_Supplied material_
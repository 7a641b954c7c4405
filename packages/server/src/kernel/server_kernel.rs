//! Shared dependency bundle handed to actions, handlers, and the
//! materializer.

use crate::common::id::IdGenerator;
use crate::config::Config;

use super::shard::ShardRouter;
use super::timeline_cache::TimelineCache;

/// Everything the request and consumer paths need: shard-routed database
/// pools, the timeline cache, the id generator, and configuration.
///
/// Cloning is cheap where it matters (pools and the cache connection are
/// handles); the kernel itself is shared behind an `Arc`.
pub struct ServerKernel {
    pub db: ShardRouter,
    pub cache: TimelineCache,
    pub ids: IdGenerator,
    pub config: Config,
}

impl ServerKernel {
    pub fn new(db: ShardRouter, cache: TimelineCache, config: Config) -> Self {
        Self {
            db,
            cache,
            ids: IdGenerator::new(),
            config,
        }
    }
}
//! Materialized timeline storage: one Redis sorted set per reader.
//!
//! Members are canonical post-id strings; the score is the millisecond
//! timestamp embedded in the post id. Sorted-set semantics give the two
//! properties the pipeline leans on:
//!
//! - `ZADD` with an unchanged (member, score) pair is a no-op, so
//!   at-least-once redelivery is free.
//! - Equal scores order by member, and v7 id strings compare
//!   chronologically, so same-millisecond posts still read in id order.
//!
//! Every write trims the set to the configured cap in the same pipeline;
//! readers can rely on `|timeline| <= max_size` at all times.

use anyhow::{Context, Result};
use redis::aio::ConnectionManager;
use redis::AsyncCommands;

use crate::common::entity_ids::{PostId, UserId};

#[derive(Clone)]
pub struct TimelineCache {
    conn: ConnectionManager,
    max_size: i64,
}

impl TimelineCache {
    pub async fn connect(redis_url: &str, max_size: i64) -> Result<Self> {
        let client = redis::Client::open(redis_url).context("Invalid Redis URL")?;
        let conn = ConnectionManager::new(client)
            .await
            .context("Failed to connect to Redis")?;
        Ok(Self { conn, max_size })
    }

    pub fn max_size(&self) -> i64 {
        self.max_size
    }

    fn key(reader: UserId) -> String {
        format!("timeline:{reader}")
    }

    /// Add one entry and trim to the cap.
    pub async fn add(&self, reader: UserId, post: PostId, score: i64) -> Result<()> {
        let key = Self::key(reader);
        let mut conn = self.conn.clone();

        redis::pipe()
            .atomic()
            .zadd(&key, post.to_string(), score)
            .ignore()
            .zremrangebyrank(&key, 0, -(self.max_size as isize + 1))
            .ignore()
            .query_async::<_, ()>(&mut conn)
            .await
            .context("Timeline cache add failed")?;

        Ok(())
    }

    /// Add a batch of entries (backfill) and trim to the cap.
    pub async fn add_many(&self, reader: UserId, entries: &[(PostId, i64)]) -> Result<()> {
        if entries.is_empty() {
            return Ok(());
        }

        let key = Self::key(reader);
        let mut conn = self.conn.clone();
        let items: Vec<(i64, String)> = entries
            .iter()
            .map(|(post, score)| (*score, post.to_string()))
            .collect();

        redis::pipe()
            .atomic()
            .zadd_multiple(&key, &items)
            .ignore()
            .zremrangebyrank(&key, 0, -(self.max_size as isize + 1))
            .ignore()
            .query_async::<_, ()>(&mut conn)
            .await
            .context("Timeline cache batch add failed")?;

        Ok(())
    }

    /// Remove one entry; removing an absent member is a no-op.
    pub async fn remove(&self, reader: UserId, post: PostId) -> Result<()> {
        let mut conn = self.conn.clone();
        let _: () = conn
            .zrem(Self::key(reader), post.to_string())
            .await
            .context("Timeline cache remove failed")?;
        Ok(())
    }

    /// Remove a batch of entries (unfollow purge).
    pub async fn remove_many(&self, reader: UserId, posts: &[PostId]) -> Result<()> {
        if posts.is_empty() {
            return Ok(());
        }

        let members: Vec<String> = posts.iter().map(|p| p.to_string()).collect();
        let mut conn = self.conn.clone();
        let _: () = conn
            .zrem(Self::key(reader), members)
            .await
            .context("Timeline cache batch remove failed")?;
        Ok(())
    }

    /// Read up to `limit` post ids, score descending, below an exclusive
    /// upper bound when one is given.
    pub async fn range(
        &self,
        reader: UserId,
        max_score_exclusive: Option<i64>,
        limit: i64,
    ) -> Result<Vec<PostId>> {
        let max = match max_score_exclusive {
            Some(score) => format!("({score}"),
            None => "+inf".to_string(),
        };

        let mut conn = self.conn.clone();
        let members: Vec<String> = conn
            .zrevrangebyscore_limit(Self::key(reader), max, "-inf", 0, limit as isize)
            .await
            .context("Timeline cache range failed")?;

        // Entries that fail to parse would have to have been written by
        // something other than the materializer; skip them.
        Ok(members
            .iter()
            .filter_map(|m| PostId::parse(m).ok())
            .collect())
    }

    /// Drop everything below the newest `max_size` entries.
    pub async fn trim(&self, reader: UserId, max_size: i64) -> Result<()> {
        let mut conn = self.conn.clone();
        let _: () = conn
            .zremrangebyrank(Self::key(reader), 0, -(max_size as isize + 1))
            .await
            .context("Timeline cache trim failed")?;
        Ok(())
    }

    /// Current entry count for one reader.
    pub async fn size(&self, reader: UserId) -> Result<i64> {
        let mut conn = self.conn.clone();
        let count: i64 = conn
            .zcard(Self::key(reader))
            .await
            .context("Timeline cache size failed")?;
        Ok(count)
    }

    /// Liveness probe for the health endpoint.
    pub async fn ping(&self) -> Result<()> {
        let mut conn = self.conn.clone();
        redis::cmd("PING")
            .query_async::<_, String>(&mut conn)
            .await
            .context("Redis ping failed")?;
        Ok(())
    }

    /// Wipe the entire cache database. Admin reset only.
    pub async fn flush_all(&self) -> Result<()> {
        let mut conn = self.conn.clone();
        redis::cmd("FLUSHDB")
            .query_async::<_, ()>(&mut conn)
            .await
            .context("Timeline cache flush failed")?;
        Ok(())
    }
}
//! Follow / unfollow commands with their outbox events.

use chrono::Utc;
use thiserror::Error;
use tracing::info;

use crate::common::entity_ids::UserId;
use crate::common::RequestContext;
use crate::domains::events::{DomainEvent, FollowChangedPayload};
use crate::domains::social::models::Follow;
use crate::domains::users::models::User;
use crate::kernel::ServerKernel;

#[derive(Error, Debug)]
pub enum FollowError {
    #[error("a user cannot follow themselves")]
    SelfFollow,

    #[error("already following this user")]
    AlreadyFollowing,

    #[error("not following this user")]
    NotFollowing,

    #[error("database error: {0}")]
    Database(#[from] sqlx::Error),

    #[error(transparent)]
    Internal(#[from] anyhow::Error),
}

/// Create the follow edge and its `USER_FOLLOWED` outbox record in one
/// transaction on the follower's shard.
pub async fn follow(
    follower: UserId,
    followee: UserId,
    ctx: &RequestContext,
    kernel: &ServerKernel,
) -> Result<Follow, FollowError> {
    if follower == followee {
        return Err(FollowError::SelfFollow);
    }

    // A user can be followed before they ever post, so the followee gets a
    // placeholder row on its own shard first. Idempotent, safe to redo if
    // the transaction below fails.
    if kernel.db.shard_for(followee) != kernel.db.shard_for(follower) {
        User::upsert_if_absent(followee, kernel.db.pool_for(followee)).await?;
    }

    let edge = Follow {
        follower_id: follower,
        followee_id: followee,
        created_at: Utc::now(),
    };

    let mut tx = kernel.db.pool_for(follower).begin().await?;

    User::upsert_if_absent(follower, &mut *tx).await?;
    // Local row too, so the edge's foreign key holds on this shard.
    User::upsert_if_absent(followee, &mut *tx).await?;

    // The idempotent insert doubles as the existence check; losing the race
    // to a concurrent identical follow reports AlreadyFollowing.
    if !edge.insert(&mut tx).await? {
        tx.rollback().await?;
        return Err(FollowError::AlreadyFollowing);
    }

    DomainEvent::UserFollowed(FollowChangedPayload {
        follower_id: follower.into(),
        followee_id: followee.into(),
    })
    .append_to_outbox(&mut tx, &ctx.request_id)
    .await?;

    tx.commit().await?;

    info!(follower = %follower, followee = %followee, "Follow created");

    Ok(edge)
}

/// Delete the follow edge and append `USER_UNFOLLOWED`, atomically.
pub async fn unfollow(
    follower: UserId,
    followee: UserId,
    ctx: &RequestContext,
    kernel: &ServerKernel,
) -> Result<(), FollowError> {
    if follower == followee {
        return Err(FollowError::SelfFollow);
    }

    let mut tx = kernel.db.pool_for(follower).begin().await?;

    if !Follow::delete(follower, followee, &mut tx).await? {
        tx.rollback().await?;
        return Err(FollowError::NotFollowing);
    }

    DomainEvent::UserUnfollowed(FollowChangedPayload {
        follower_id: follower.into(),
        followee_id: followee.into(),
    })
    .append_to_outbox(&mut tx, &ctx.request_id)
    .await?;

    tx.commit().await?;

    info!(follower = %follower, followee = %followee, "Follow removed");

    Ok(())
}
* * *
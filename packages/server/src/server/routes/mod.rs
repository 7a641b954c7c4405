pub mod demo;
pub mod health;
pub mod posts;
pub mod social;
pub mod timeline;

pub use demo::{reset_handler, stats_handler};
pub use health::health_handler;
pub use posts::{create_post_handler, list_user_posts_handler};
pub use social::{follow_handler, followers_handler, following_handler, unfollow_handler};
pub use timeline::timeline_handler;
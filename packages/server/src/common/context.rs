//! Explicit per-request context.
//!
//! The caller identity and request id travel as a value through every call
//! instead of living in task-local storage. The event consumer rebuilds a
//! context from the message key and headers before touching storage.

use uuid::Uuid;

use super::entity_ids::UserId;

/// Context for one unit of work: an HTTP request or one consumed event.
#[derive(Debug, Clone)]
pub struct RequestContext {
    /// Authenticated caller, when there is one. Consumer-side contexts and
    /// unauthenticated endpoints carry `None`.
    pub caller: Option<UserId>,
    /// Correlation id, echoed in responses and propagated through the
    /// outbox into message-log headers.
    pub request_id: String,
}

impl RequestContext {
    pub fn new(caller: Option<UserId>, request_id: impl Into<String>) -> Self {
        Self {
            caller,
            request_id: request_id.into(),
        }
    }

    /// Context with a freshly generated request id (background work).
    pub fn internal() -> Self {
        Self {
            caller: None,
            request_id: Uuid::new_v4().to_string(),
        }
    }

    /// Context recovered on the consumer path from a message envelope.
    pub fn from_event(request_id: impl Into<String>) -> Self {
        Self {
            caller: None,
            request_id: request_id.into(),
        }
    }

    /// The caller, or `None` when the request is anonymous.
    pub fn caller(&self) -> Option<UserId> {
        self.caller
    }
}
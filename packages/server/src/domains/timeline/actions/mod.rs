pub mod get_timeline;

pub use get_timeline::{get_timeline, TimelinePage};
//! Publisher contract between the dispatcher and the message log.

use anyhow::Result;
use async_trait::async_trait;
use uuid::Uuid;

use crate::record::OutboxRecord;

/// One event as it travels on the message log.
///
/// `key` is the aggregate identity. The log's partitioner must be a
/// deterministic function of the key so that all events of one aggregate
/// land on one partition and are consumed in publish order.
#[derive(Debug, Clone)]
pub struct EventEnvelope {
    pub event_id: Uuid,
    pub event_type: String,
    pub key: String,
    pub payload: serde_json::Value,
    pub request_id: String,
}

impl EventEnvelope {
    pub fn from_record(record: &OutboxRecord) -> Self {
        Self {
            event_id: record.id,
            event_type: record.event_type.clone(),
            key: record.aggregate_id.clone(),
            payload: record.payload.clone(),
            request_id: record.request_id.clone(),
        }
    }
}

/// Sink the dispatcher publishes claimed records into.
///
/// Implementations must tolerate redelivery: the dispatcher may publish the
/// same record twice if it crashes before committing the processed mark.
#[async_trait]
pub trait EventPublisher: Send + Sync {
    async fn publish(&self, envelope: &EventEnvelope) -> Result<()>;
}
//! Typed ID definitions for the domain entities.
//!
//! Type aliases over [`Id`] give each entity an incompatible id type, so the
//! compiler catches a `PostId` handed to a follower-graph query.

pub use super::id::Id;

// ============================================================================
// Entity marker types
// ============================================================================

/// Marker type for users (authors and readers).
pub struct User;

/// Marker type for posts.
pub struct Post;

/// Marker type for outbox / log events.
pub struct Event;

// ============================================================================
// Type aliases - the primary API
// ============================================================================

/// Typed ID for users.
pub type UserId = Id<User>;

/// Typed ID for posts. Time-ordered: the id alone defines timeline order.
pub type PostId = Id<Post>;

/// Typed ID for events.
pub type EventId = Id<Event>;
* * *
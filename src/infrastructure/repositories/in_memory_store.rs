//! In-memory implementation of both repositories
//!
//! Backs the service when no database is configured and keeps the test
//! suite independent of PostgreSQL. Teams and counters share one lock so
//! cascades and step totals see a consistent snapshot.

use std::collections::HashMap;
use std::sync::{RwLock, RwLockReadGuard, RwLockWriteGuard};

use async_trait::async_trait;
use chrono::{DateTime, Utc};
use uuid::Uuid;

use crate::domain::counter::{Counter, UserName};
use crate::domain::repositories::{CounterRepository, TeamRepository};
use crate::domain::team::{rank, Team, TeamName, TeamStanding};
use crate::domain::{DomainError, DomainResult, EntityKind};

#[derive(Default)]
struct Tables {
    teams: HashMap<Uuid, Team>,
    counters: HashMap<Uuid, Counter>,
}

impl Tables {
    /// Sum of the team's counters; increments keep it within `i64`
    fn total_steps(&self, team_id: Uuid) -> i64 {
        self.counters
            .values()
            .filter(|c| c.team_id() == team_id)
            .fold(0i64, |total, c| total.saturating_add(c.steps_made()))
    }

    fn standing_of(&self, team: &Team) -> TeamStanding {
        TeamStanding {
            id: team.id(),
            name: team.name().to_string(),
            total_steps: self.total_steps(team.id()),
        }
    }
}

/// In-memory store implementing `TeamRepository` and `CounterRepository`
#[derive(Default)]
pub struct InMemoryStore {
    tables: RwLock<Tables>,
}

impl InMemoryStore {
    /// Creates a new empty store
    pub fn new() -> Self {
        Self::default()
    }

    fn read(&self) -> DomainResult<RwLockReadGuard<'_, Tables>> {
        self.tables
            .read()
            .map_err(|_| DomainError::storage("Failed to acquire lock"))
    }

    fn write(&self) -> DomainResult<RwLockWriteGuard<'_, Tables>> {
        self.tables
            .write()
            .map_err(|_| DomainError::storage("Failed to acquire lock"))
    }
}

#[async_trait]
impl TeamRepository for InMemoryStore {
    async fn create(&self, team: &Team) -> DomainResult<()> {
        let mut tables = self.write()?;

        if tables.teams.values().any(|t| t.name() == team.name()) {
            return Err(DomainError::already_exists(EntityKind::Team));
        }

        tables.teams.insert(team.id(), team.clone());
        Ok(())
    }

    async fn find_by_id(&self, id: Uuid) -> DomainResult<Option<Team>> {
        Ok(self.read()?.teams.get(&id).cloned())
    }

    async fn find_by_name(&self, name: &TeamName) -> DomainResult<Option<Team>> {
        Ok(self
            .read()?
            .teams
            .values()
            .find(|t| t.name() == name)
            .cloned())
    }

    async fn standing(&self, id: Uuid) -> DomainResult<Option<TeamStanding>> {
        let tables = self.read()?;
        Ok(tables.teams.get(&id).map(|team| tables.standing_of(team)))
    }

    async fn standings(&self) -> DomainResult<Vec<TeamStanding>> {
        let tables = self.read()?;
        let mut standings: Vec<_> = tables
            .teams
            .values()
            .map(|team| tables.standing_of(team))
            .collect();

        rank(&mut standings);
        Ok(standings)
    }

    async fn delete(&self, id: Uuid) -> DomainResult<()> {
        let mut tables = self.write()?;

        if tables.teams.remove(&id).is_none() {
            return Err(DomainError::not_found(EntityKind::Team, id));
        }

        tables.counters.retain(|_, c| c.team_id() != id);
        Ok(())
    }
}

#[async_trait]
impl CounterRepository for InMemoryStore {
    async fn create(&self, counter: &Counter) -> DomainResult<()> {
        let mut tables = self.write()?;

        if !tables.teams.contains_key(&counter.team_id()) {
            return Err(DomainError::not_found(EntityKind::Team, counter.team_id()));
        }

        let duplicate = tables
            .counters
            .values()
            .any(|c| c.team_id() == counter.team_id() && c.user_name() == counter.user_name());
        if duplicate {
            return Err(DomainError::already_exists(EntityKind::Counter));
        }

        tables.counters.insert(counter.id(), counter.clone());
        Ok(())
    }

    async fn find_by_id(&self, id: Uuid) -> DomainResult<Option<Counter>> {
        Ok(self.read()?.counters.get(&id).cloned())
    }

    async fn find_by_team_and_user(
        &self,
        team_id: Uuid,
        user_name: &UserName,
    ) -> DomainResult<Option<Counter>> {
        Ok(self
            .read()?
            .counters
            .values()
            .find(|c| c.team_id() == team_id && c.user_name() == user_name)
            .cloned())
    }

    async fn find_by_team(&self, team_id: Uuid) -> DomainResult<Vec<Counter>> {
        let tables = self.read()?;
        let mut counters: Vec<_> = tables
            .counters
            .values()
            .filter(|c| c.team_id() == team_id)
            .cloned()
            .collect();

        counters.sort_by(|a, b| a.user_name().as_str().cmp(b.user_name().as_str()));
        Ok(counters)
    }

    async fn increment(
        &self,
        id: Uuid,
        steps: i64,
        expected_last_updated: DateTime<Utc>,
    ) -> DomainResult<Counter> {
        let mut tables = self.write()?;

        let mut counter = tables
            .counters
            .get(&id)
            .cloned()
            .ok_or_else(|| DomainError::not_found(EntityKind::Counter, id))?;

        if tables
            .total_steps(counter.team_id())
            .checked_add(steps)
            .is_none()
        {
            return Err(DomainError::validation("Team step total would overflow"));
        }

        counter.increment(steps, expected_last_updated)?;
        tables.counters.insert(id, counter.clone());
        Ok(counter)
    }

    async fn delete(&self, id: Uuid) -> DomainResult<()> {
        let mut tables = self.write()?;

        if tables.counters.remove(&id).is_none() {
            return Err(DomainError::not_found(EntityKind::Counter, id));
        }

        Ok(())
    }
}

_Problem requirements_
Across the entries above, find the lines with the string "headers" and copy them.

_Task response_
//! context from the message key and headers before touching storage.
    /// outbox into message-log headers.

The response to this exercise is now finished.